Exercise objective: Among the entries, find the lines with the string "renders" and copy them.

Provided records:
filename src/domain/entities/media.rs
use std::fmt;

use chrono::NaiveDate;
use serde::{Deserialize, Serialize};

use crate::{entities::photographer::PhotographerId, errors::MediaRecordError};

#[derive(Debug, Clone, Copy, PartialEq, Eq, Hash, PartialOrd, Ord, Serialize, Deserialize)]
#[serde(transparent)]
pub struct MediaId(pub u64);

impl fmt::Display for MediaId {
    fn fmt(&self, f: &mut fmt::Formatter<'_>) -> fmt::Result {
        write!(f, "{}", self.0)
    }
}

/// Which element displays the media, with the source filename.
#[derive(Debug, Clone, PartialEq, Eq, Serialize)]
#[serde(tag = "kind", content = "file", rename_all = "lowercase")]
pub enum MediaKind {
    Image(String),
    Video(String),
}

impl MediaKind {
    pub fn file_name(&self) -> &str {
        match self {
            MediaKind::Image(file) | MediaKind::Video(file) => file,
        }
    }

    pub fn is_video(&self) -> bool {
        matches!(self, MediaKind::Video(_))
    }
}

/// Raw shape of a `media` entry in `photographers.json`.
#[derive(Debug, Clone, Deserialize)]
#[serde(rename_all = "camelCase")]
pub struct MediaRecord {
    pub id: MediaId,
    pub photographer_id: PhotographerId,
    pub title: String,
    #[serde(default)]
    pub image: Option<String>,
    #[serde(default)]
    pub video: Option<String>,
    #[serde(default)]
    pub likes: u32,
    pub date: NaiveDate,
    #[serde(default)]
    pub price: u32,
}

#[derive(Debug, Clone, PartialEq, Serialize, Deserialize)]
#[serde(try_from = "MediaRecord", rename_all = "camelCase")]
pub struct MediaItem {
    pub id: MediaId,
    pub photographer_id: PhotographerId,
    pub title: String,
    #[serde(flatten)]
    pub kind: MediaKind,
    pub likes: u32,
    pub date: NaiveDate,
    pub price: u32,
}

impl MediaItem {
    /// Filename of the image or video, relative to the media asset directory.
    pub fn asset_path(&self) -> &str {
        self.kind.file_name()
    }
}

impl TryFrom<MediaRecord> for MediaItem {
    type Error = MediaRecordError;

    fn try_from(record: MediaRecord) -> Result<Self, Self::Error> {
        let image = record.image.filter(|s| !s.trim().is_empty());
        let video = record.video.filter(|s| !s.trim().is_empty());

        let kind = match (image, video) {
            (Some(image), None) => MediaKind::Image(image),
            (None, Some(video)) => MediaKind::Video(video),
            (Some(_), Some(_)) => return Err(MediaRecordError::BothSources(record.id.0)),
            (None, None) => return Err(MediaRecordError::NoSource(record.id.0)),
        };

        Ok(MediaItem {
            id: record.id,
            photographer_id: record.photographer_id,
            title: record.title,
            kind,
            likes: record.likes,
            date: record.date,
            price: record.price,
        })
    }
}

#[cfg(test)]
mod tests {
    use super::*;

    fn record(image: Option<&str>, video: Option<&str>) -> MediaRecord {
        MediaRecord {
            id: MediaId(342550),
            photographer_id: PhotographerId(82),
            title: "Fashion Yellow Beach".into(),
            image: image.map(str::to_string),
            video: video.map(str::to_string),
            likes: 62,
            date: NaiveDate::from_ymd_opt(2011, 12, 8).unwrap(),
            price: 55,
        }
    }

    #[test]
    fn image_record_becomes_image_kind() {
        let item = MediaItem::try_from(record(Some("Fashion_Yellow_Beach.jpg"), None)).unwrap();
        assert_eq!(item.kind, MediaKind::Image("Fashion_Yellow_Beach.jpg".into()));
        assert_eq!(item.asset_path(), "Fashion_Yellow_Beach.jpg");
    }

    #[test]
    fn video_record_becomes_video_kind() {
        let item = MediaItem::try_from(record(None, Some("Beach.mp4"))).unwrap();
        assert!(item.kind.is_video());
    }

    #[test]
    fn record_with_both_sources_is_rejected() {
        let err = MediaItem::try_from(record(Some("a.jpg"), Some("b.mp4"))).unwrap_err();
        assert_eq!(err, MediaRecordError::BothSources(342550));
    }

    #[test]
    fn record_with_blank_sources_is_rejected() {
        let err = MediaItem::try_from(record(Some("  "), None)).unwrap_err();
        assert_eq!(err, MediaRecordError::NoSource(342550));
    }

    #[test]
    fn deserializes_through_record_validation() {
        let json = r#"{
            "id": 8520927,
            "photographerId": 82,
            "title": "Fashion Urban Jungle",
            "image": "Fashion_Urban_Jungle.jpg",
            "likes": 11,
            "date": "2011-11-06",
            "price": 55
        }"#;
        let item: MediaItem = serde_json::from_str(json).unwrap();
        assert_eq!(item.photographer_id, PhotographerId(82));
        assert_eq!(item.date, NaiveDate::from_ymd_opt(2011, 11, 6).unwrap());

        let broken = r#"{"id": 1, "photographerId": 82, "title": "x", "date": "2011-11-06"}"#;
        assert!(serde_json::from_str::<MediaItem>(broken).is_err());
    }

    #[test]
    fn serializes_kind_as_flat_fields() {
        let item = MediaItem::try_from(record(None, Some("Beach.mp4"))).unwrap();
        let value = serde_json::to_value(&item).unwrap();
        assert_eq!(value["kind"], "video");
        assert_eq!(value["file"], "Beach.mp4");
        assert_eq!(value["photographerId"], 82);
    }
}
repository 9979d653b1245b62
pub mod assets;
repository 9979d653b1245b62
use actix_web::web;

use crate::handlers::media;

pub fn config_routes(cfg: &mut web::ServiceConfig) {
    cfg.service(
        web::resource("/media/{media_id}/like")
            .route(web::post().to(media::toggle_like))
    );
}
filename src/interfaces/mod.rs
pub mod handlers;
pub mod repositories;
pub mod routes;
pub mod entities;
pub mod use_cases;
use chrono::{DateTime, Utc};
use once_cell::sync::Lazy;
use regex::Regex;
use serde::{Deserialize, Serialize};
use validator::Validate;

use crate::entities::photographer::PhotographerId;

static NAME_REGEX: Lazy<Regex> = Lazy::new(|| {
    Regex::new(r"^[\p{L}][\p{L} '\-]*$").expect("valid name regex")
});

#[derive(Debug, Deserialize, Validate)]
#[serde(rename_all = "camelCase")]
pub struct ContactForm {
    #[validate(
        length(min = 2, max = 50, message = "First name must be 2 to 50 characters"),
        regex(path = *NAME_REGEX, message = "First name may only contain letters")
    )]
    pub first_name: String,

    #[validate(
        length(min = 2, max = 50, message = "Last name must be 2 to 50 characters"),
        regex(path = *NAME_REGEX, message = "Last name may only contain letters")
    )]
    pub last_name: String,

    #[validate(email(message = "Email address is not valid"))]
    pub email: String,

    #[validate(length(min = 10, max = 1000, message = "Message must be 10 to 1000 characters"))]
    pub message: String,
}

impl ContactForm {
    /// Trims every field before validation.
    pub fn normalized(self) -> Self {
        ContactForm {
            first_name: self.first_name.trim().to_string(),
            last_name: self.last_name.trim().to_string(),
            email: self.email.trim().to_lowercase(),
            message: self.message.trim().to_string(),
        }
    }
}

#[derive(Debug, Serialize)]
pub struct ContactResponse {
    pub message: String,
    pub photographer_id: PhotographerId,
    pub recipient: String,
    pub received_at: DateTime<Utc>,
}

#[cfg(test)]
mod tests {
    use super::*;

    fn form() -> ContactForm {
        ContactForm {
            first_name: "Ellie-Rose".into(),
            last_name: "D'Arcy".into(),
            email: "ellie@example.com".into(),
            message: "Bonjour, je voudrais réserver une séance.".into(),
        }
    }

    #[test]
    fn accepts_a_complete_form() {
        assert!(form().validate().is_ok());
    }

    #[test]
    fn rejects_digits_in_names() {
        let mut form = form();
        form.first_name = "R2D2".into();
        let errors = form.validate().unwrap_err();
        assert!(errors.field_errors().contains_key("first_name"));
    }

    #[test]
    fn rejects_short_message_and_bad_email() {
        let mut form = form();
        form.email = "not-an-email".into();
        form.message = "hi".into();
        let errors = form.validate().unwrap_err();
        let fields = errors.field_errors();
        assert!(fields.contains_key("email"));
        assert!(fields.contains_key("message"));
    }

    #[test]
    fn normalized_trims_and_lowercases_email() {
        let mut raw = form();
        raw.first_name = "  Mimi ".into();
        raw.email = " Mimi@Example.COM ".into();
        let form = raw.normalized();
        assert_eq!(form.first_name, "Mimi");
        assert_eq!(form.email, "mimi@example.com");
    }
}
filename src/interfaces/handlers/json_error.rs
use actix_web::{http::StatusCode, HttpRequest, HttpResponse};

pub fn json_error(status: StatusCode, error: &str, details: &str) -> HttpResponse {
    HttpResponse::build(status).json(serde_json::json!({
        "error": error,
        "details": details
    }))
}

/// Fallback for unmatched routes.
pub async fn not_found(req: HttpRequest) -> HttpResponse {
    json_error(
        StatusCode::NOT_FOUND,
        "Not found",
        &format!("No route for {} {}", req.method(), req.path()),
    )
}
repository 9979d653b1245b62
use config::{Config, ConfigError, Environment, File};
use serde::Deserialize;
use dotenv::dotenv;
use std::{env, fmt, str::FromStr, time::Duration};

#[derive(Debug, Deserialize, Clone, PartialEq)]
#[serde(rename_all = "lowercase")]
pub enum AppEnvironment {
    Development,
    Production,
    Testing,
}

impl FromStr for AppEnvironment {
    type Err = ConfigError;

    fn from_str(s: &str) -> Result<Self, Self::Err> {
        match s.to_lowercase().as_str() {
            "development" => Ok(AppEnvironment::Development),
            "production" => Ok(AppEnvironment::Production),
            "testing" => Ok(AppEnvironment::Testing),
            _ => Err(ConfigError::Message(format!("Invalid environment: {}", s))),
        }
    }
}

#[derive(Debug, Deserialize, Clone, Copy, PartialEq, Default)]
#[serde(rename_all = "lowercase")]
pub enum LogFormat {
    #[default]
    Pretty,
    Json,
}

#[derive(Deserialize, Clone)]
#[serde(rename_all = "snake_case")]
pub struct AppConfig {
    #[serde(default = "default_env")]
    pub env: AppEnvironment,

    #[serde(default = "default_name")]
    pub name: String,

    #[serde(default = "default_port")]
    pub port: u16,

    #[serde(default = "default_host")]
    pub host: String,

    #[serde(default = "default_worker_count")]
    pub worker_count: usize,

    #[serde(default = "default_data_path")]
    pub data_path: String,

    #[serde(default = "default_asset_root")]
    pub asset_root: String,

    #[serde(default = "default_cors_origins")]
    pub cors_allowed_origins: Vec<String>,

    #[serde(default = "default_session_ttl")]
    pub session_ttl_secs: u64,

    #[serde(default = "default_purge_interval")]
    pub purge_interval_secs: u64,

    #[serde(default)]
    pub log_format: LogFormat,
}

fn default_env() -> AppEnvironment {
    AppEnvironment::Development
}
fn default_name() -> String {
    "Photographer-Portfolio".to_string()
}
fn default_port() -> u16 {
    8080
}
fn default_host() -> String {
    "127.0.0.1".to_string()
}
fn default_worker_count() -> usize {
    num_cpus::get()
}
fn default_data_path() -> String {
    "data/photographers.json".to_string()
}
fn default_asset_root() -> String {
    "assets".to_string()
}
fn default_cors_origins() -> Vec<String> {
    vec!["*".to_string()]
}
fn default_session_ttl() -> u64 {
    30 * 60
}
fn default_purge_interval() -> u64 {
    60
}

impl Default for AppConfig {
    fn default() -> Self {
        AppConfig {
            env: default_env(),
            name: default_name(),
            port: default_port(),
            host: default_host(),
            worker_count: default_worker_count(),
            data_path: default_data_path(),
            asset_root: default_asset_root(),
            cors_allowed_origins: default_cors_origins(),
            session_ttl_secs: default_session_ttl(),
            purge_interval_secs: default_purge_interval(),
            log_format: LogFormat::default(),
        }
    }
}

impl AppConfig {
    pub fn new() -> Result<Self, ConfigError> {
        dotenv().ok();

        let raw_env = env::var("APP_ENV").unwrap_or_else(|_| "development".into());
        let env_name = AppEnvironment::from_str(&raw_env)
            .map_err(|_| ConfigError::Message(format!("Invalid APP_ENV value: {}", raw_env)))?;

        let builder = Config::builder()
            .add_source(File::with_name("config/default").required(false))
            .add_source(File::with_name(&format!("config/{}", env_name)).required(false))
            .add_source(
                Environment::with_prefix("APP")
                    .prefix_separator("_")
                    .try_parsing(true)
                    .list_separator(",")
                    .with_list_parse_key("cors_allowed_origins")
                    .ignore_empty(true),
            );

        let mut config: Self = builder.build()?.try_deserialize()?;

        config.env = env_name;

        config.validate()?;
        Ok(config)
    }

    pub fn validate(&self) -> Result<(), ConfigError> {
        let mut errors = Vec::new();

        if self.data_path.trim().is_empty() {
            errors.push("DATA_PATH cannot be empty");
        }
        if self.asset_root.trim().is_empty() {
            errors.push("ASSET_ROOT cannot be empty");
        }
        if self.worker_count == 0 {
            errors.push("WORKER_COUNT must be at least 1");
        }
        if self.session_ttl_secs == 0 {
            errors.push("SESSION_TTL_SECS must be at least 1");
        }
        if self.purge_interval_secs == 0 {
            errors.push("PURGE_INTERVAL_SECS must be at least 1");
        }
        if self.is_production() && self.cors_origins().iter().any(|o| o == "*") {
            errors.push("Wildcard CORS (*) is not allowed in production");
        }

        if errors.is_empty() {
            Ok(())
        } else {
            Err(ConfigError::Message(errors.join(", ")))
        }
    }

    pub fn is_production(&self) -> bool {
        self.env == AppEnvironment::Production
    }

    pub fn cors_origins(&self) -> Vec<String> {
        self.cors_allowed_origins
            .iter()
            .flat_map(|origin| origin.split(','))
            .map(|s| s.trim().to_string())
            .filter(|s| !s.is_empty())
            .collect()
    }

    pub fn session_ttl(&self) -> Duration {
        Duration::from_secs(self.session_ttl_secs)
    }

    pub fn purge_interval(&self) -> Duration {
        Duration::from_secs(self.purge_interval_secs)
    }

    pub fn server_addr(&self) -> String {
        format!("{}:{}", self.host, self.port)
    }
}

impl fmt::Display for AppEnvironment {
    fn fmt(&self, f: &mut fmt::Formatter<'_>) -> fmt::Result {
        let s = match self {
            AppEnvironment::Development => "development",
            AppEnvironment::Production => "production",
            AppEnvironment::Testing => "testing",
        };
        write!(f, "{s}")
    }
}

impl fmt::Debug for AppConfig {
    fn fmt(&self, f: &mut fmt::Formatter<'_>) -> fmt::Result {
        f.debug_struct("AppConfig")
            .field("env", &self.env)
            .field("name", &self.name)
            .field("port", &self.port)
            .field("host", &self.host)
            .field("worker_count", &self.worker_count)
            .field("data_path", &self.data_path)
            .field("asset_root", &self.asset_root)
            .field("cors_allowed_origins", &self.cors_allowed_origins)
            .field("session_ttl", &humantime::format_duration(self.session_ttl()).to_string())
            .field("purge_interval", &humantime::format_duration(self.purge_interval()).to_string())
            .field("log_format", &self.log_format)
            .finish()
    }
}
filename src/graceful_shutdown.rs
use tokio::signal;
use tracing::{error, warn};

#[derive(Debug, Clone, Copy, PartialEq, Eq)]
pub enum ShutdownReason {
    CtrlC,
    Terminate,
}

/// Resolves once the process is asked to stop.
pub async fn shutdown_signal() -> ShutdownReason {
    let ctrl_c = async {
        if let Err(e) = signal::ctrl_c().await {
            error!("Failed to listen for Ctrl+C: {}", e);
            std::future::pending::<()>().await;
        }
    };

    #[cfg(unix)]
    let terminate = async {
        use tokio::signal::unix::{signal, SignalKind};
        match signal(SignalKind::terminate()) {
            Ok(mut sigterm) => {
                sigterm.recv().await;
            }
            Err(e) => {
                error!("Failed to listen for SIGTERM: {}", e);
                std::future::pending::<()>().await;
            }
        }
    };

    #[cfg(not(unix))]
    let terminate = std::future::pending::<()>();

    tokio::select! {
        _ = ctrl_c => {
            warn!("🛑 Ctrl+C received, closing lightboxes and shutting down...");
            ShutdownReason::CtrlC
        },
        _ = terminate => {
            warn!("🛑 SIGTERM received, closing lightboxes and shutting down...");
            ShutdownReason::Terminate
        }
    }
}
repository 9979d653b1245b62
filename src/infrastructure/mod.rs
pub mod utils;
pub mod web;
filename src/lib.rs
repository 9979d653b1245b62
mod domain;
mod interfaces;
mod infrastructure;
pub mod errors;
pub mod settings;
pub mod constants;
pub mod graceful_shutdown;
pub mod background_task;

pub use domain::{entities, use_cases};
pub use interfaces::{handlers, repositories, routes};
pub use infrastructure::{utils, web};

use crate::repositories::catalog::JsonCatalogRepo;
use crate::use_cases::{
    catalog::CatalogHandler,
    contact::ContactHandler,
    gallery::GalleryHandler,
    lightbox::LightboxSessions,
};
use crate::utils::assets::{AssetResolver, AssetStore};

pub struct AppState {
    pub catalog_handler: CatalogHandler<JsonCatalogRepo>,
    pub gallery_handler: GalleryHandler<JsonCatalogRepo>,
    pub contact_handler: ContactHandler<JsonCatalogRepo>,
    pub lightbox_sessions: LightboxSessions,
    pub assets: AssetResolver,
    pub asset_store: AssetStore,
}

impl AppState {
    pub fn new(config: &settings::AppConfig, catalog_repo: JsonCatalogRepo) -> Self {
        let assets = AssetResolver::default();

        AppState {
            catalog_handler: CatalogHandler::new(catalog_repo.clone(), assets.clone()),
            gallery_handler: GalleryHandler::new(catalog_repo.clone()),
            contact_handler: ContactHandler::new(catalog_repo),
            lightbox_sessions: LightboxSessions::new(assets.clone()),
            assets,
            asset_store: AssetStore::new(&config.asset_root),
        }
    }
}
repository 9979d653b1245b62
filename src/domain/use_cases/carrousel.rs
//! Cyclic navigation over one photographer's media.
//!
//! A [`Carrousel`] owns the media shown by a lightbox and the index of the
//! item on screen. Every change of index pushes the resolved [`MediaFrame`]
//! to a [`MediaRenderer`]; the first frame is pushed at construction so an
//! opening lightbox is never blank.

use crate::{
    entities::{lightbox::MediaFrame, media::MediaItem},
    errors::CarrouselError,
    utils::assets::AssetResolver,
};

/// Receives the frame to display. Must tolerate the same frame twice.
pub trait MediaRenderer {
    fn render(&mut self, frame: &MediaFrame);
}

impl<F> MediaRenderer for F
where
    F: FnMut(&MediaFrame),
{
    fn render(&mut self, frame: &MediaFrame) {
        self(frame)
    }
}

/// Renderer that keeps the latest frame, for callers that read it back.
#[derive(Debug, Default, Clone)]
pub struct FrameSlot {
    last: Option<MediaFrame>,
    renders: u64,
}

impl FrameSlot {
    pub fn last(&self) -> Option<&MediaFrame> {
        self.last.as_ref()
    }

    pub fn renders(&self) -> u64 {
        self.renders
    }
}

impl MediaRenderer for FrameSlot {
    fn render(&mut self, frame: &MediaFrame) {
        self.last = Some(frame.clone());
        self.renders += 1;
    }
}

#[derive(Debug)]
pub struct Carrousel<R: MediaRenderer> {
    items: Vec<MediaItem>,
    position: usize,
    assets: AssetResolver,
    renderer: Option<R>,
}

impl<R: MediaRenderer> Carrousel<R> {
    /// Builds a carrousel and renders the starting item.
    ///
    /// An out-of-range `start_index` falls back to the first item.
    pub fn new(
        items: Vec<MediaItem>,
        start_index: usize,
        assets: AssetResolver,
        renderer: R,
    ) -> Result<Self, CarrouselError> {
        if items.is_empty() {
            return Err(CarrouselError::EmptyMedia);
        }

        let position = if start_index < items.len() { start_index } else { 0 };

        let mut carrousel = Carrousel {
            items,
            position,
            assets,
            renderer: Some(renderer),
        };
        carrousel.update();

        Ok(carrousel)
    }

    /// Advances one item, wrapping from the last to the first.
    pub fn next(&mut self) -> usize {
        self.position = (self.position + 1) % self.items.len();
        self.update();
        self.position
    }

    /// Steps back one item, wrapping from the first to the last.
    pub fn previous(&mut self) -> usize {
        let len = self.items.len();
        self.position = (self.position + len - 1) % len;
        self.update();
        self.position
    }

    /// Moves straight to `index`; out of range lands on the first item.
    pub fn jump_to(&mut self, index: usize) -> usize {
        self.position = if index < self.items.len() { index } else { 0 };
        self.update();
        self.position
    }

    /// Re-renders the current item without moving.
    pub fn update(&mut self) {
        let frame = self.current_frame();
        if let Some(renderer) = self.renderer.as_mut() {
            renderer.render(&frame);
        }
    }

    pub fn current_frame(&self) -> MediaFrame {
        MediaFrame::resolve(self.current(), &self.assets)
    }

    pub fn current(&self) -> &MediaItem {
        &self.items[self.position]
    }

    pub fn position(&self) -> usize {
        self.position
    }

    pub fn len(&self) -> usize {
        self.items.len()
    }

    pub fn is_empty(&self) -> bool {
        self.items.is_empty()
    }

    pub fn items(&self) -> &[MediaItem] {
        &self.items
    }

    pub fn renderer(&self) -> Option<&R> {
        self.renderer.as_ref()
    }

    pub fn is_attached(&self) -> bool {
        self.renderer.is_some()
    }

    /// Detaches the renderer. Navigation still works afterwards but nothing
    /// is drawn, so a closed lightbox cannot touch the view again.
    pub fn detach(&mut self) -> Option<R> {
        self.renderer.take()
    }
}
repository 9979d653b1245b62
use actix_web::web;

use crate::{constants::API_PREFIX, handlers::{assets, json_error::not_found, pages}};

mod json_error;
mod lightbox;
mod media;
mod photographers;
mod system;

pub fn configure_routes(cfg: &mut web::ServiceConfig) {
    cfg.service(pages::home)
        .service(pages::legacy_photographer_page)
        .service(pages::photographer_page)
        .service(assets::serve_asset);

    cfg.service(
        web::scope(API_PREFIX)
            .configure(system::config_routes)
            .configure(photographers::config_routes)
            .configure(media::config_routes)
            .configure(lightbox::config_routes)
    );

    cfg.configure(json_error::config_routes);
    cfg.default_service(web::to(not_found));
}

Exercise result:
    renders: u64,
    pub fn renders(&self) -> u64 {
        self.renders
        self.renders += 1;
    /// Builds a carrousel and renders the starting item.
    /// Re-renders the current item without moving.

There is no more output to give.